======== Source data

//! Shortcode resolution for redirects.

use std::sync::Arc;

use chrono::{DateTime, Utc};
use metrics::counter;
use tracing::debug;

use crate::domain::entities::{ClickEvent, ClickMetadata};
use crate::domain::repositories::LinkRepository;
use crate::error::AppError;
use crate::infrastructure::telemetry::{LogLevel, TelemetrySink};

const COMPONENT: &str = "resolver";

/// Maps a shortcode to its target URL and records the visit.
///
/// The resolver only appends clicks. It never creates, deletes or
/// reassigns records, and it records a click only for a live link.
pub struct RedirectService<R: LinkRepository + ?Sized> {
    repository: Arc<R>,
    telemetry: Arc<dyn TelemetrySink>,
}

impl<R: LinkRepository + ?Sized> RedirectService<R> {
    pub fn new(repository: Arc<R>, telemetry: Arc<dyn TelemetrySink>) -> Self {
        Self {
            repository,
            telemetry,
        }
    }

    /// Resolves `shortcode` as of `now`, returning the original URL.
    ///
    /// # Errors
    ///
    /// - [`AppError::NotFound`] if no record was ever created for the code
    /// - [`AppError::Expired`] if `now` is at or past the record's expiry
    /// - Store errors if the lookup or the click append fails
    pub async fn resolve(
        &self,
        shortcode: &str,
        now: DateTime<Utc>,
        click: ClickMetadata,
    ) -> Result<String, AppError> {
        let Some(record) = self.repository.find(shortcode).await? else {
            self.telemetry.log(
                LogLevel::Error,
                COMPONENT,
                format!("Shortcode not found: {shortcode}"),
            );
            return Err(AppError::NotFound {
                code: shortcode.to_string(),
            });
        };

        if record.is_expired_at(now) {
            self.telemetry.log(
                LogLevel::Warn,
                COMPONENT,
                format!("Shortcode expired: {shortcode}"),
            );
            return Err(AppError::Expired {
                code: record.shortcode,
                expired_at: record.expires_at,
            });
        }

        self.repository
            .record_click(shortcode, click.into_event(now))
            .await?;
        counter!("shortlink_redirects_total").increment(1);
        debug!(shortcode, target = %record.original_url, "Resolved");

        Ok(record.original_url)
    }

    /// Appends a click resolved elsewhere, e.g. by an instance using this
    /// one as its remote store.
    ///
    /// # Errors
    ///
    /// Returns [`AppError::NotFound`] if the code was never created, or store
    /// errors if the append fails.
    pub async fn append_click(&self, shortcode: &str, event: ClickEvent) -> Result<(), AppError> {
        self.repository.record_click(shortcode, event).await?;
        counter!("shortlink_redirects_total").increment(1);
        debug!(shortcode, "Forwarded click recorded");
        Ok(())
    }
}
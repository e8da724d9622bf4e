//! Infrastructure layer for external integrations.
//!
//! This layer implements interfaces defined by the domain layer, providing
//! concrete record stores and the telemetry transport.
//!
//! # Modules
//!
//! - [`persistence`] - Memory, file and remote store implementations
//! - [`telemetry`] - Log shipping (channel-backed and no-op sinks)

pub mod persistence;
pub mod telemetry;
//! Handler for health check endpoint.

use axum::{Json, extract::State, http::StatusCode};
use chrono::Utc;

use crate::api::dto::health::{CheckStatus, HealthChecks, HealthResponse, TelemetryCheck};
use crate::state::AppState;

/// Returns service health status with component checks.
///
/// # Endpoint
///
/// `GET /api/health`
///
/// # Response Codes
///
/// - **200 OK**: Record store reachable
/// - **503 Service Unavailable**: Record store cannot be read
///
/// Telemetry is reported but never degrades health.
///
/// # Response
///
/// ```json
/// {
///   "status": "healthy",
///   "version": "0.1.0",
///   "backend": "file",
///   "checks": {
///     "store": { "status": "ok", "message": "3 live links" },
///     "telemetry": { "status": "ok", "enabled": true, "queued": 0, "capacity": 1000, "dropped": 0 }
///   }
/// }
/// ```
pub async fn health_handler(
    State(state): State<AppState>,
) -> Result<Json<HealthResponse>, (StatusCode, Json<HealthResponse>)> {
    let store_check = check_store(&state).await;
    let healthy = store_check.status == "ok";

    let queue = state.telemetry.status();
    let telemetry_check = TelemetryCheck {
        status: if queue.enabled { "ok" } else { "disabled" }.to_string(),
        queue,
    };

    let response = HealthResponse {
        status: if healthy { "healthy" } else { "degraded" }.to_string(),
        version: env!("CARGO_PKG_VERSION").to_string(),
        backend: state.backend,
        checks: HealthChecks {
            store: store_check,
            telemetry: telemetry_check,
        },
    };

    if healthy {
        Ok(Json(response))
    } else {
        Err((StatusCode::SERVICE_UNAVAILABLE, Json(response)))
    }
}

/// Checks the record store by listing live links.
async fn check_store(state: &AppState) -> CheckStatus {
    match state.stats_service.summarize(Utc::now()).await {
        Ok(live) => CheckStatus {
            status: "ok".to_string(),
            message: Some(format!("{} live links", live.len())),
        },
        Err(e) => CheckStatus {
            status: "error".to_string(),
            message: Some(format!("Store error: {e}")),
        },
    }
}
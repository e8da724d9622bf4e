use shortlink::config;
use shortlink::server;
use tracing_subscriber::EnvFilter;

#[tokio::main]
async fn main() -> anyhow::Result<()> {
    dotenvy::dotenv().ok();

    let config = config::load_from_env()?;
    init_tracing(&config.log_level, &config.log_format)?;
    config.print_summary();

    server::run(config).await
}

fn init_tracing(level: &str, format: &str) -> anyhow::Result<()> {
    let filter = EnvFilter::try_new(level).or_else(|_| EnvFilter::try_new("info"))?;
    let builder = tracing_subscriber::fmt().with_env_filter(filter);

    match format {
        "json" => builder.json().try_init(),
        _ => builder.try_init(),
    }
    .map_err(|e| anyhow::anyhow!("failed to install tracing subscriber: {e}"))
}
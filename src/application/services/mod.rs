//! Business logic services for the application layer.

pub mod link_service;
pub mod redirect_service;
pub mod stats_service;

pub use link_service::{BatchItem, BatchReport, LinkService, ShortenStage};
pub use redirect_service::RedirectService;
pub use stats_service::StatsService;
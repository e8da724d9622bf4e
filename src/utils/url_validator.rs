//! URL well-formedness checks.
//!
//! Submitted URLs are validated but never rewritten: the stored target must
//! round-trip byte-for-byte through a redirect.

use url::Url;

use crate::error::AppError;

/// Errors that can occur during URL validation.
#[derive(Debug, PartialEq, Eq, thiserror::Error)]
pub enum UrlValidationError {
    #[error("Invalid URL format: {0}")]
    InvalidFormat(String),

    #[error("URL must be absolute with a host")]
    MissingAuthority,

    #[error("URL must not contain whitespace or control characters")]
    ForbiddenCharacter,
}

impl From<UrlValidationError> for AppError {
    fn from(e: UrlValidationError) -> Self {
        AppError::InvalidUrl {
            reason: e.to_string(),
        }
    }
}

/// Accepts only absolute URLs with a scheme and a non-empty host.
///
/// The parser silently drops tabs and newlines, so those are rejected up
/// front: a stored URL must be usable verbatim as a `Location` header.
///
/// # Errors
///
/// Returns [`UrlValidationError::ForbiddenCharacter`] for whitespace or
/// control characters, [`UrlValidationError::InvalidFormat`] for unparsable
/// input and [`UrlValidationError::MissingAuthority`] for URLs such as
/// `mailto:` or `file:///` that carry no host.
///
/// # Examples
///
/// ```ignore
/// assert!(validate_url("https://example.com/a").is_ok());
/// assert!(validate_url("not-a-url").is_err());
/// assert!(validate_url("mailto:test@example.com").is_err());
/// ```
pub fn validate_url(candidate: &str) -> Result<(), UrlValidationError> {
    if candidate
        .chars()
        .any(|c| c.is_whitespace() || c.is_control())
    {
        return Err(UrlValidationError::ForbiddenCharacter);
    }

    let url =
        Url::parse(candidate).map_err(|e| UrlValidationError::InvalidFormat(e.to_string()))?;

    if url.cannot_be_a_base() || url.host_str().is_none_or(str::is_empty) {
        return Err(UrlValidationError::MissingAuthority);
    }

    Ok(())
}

================

__Work task__:
Collect the complete line wherever the string "stored" appears in the records.

__Output for this task__:
//! Submitted URLs are validated but never rewritten: the stored target must
/// front: a stored URL must be usable verbatim as a `Location` header.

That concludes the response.